* Task data
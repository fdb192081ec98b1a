//! Builtin condition catalog provided by the system.
//!
//! These conditions make the assistant usable out of the box when no
//! catalog file is present. They are initialized once and cached for the
//! lifetime of the application.

use super::model::{Condition, Severity};
use std::sync::OnceLock;

/// Static storage for the builtin catalog (initialized once).
static BUILTIN_CONDITIONS: OnceLock<Vec<Condition>> = OnceLock::new();

fn condition(
    name: &str,
    symptoms: &[&str],
    questions: &[&str],
    description: &str,
    severity: Severity,
    advice: &str,
) -> Condition {
    Condition {
        name: name.to_string(),
        symptoms: symptoms.iter().map(|s| s.to_string()).collect(),
        questions: questions.iter().map(|s| s.to_string()).collect(),
        description: description.to_string(),
        severity: Some(severity),
        advice: Some(advice.to_string()),
    }
}

/// Returns a reference to the builtin condition catalog.
///
/// The catalog is initialized on first access and cached for subsequent
/// calls. Every entry has a unique, non-empty name and at least three
/// questions, so a condition can be confirmed early on its own answers.
pub fn builtin_conditions() -> &'static [Condition] {
    BUILTIN_CONDITIONS.get_or_init(|| {
        vec![
            condition(
                "Flu",
                &["fever", "cough", "fatigue", "body aches", "chills"],
                &[
                    "Did your symptoms come on suddenly?",
                    "Do you have a temperature above 38°C?",
                    "Are your muscles aching all over?",
                    "Do you feel too exhausted for daily activities?",
                ],
                "Influenza is a viral infection of the respiratory tract that usually \
                 resolves within one to two weeks.",
                Severity::Moderate,
                "Rest, drink plenty of fluids, and see a doctor if symptoms worsen after three days.",
            ),
            condition(
                "Common Cold",
                &["cough", "runny nose", "sneezing", "sore throat", "congestion"],
                &[
                    "Is your nose runny or blocked?",
                    "Are you sneezing frequently?",
                    "Is your throat scratchy rather than very painful?",
                    "Did your symptoms build up over a couple of days?",
                ],
                "The common cold is a mild viral infection of the nose and throat.",
                Severity::Mild,
                "Rest and over-the-counter remedies are usually enough; no antibiotics needed.",
            ),
            condition(
                "Migraine",
                &["headache", "nausea", "sensitivity to light", "dizziness"],
                &[
                    "Is the pain on one side of your head?",
                    "Does light or noise make the pain worse?",
                    "Does the headache throb or pulse?",
                    "Have you had similar headaches before?",
                ],
                "Migraine is a recurring headache disorder often accompanied by nausea \
                 and sensitivity to light or sound.",
                Severity::Moderate,
                "Rest in a dark, quiet room; consult a doctor about preventive treatment if attacks recur.",
            ),
            condition(
                "Food Poisoning",
                &["nausea", "vomiting", "diarrhea", "stomach pain", "fever"],
                &[
                    "Did you eat something unusual in the last 24 hours?",
                    "Have you vomited more than once?",
                    "Do you have stomach cramps?",
                    "Is anyone who shared the meal also unwell?",
                ],
                "Food poisoning is an illness caused by contaminated food, typically \
                 resolving within a few days.",
                Severity::Moderate,
                "Sip fluids to avoid dehydration and seek care if symptoms persist beyond 48 hours.",
            ),
            condition(
                "Allergic Rhinitis",
                &["sneezing", "runny nose", "itchy eyes", "congestion"],
                &[
                    "Are your eyes itchy or watery?",
                    "Do symptoms flare up outdoors or around dust or pets?",
                    "Do your symptoms last longer than two weeks?",
                ],
                "Allergic rhinitis (hay fever) is an allergic reaction causing cold-like \
                 nasal symptoms without infection.",
                Severity::Mild,
                "Avoid known triggers; antihistamines usually relieve symptoms.",
            ),
            condition(
                "Strep Throat",
                &["sore throat", "fever", "swollen glands", "headache"],
                &[
                    "Is it painful to swallow?",
                    "Are the glands in your neck swollen or tender?",
                    "Is your throat red with white patches?",
                ],
                "Strep throat is a bacterial throat infection that may need antibiotic \
                 treatment.",
                Severity::Severe,
                "See a doctor for a throat swab; untreated strep can lead to complications.",
            ),
        ]
    })
}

* Description of the task
Only the lines from the start of the material through the line containing "cached for the" should be repeated, and they should be repeated exactly.

* Finished task
repository fdb192081ec98b1a
//! Builtin condition catalog provided by the system.
//!
//! These conditions make the assistant usable out of the box when no
//! catalog file is present. They are initialized once and cached for the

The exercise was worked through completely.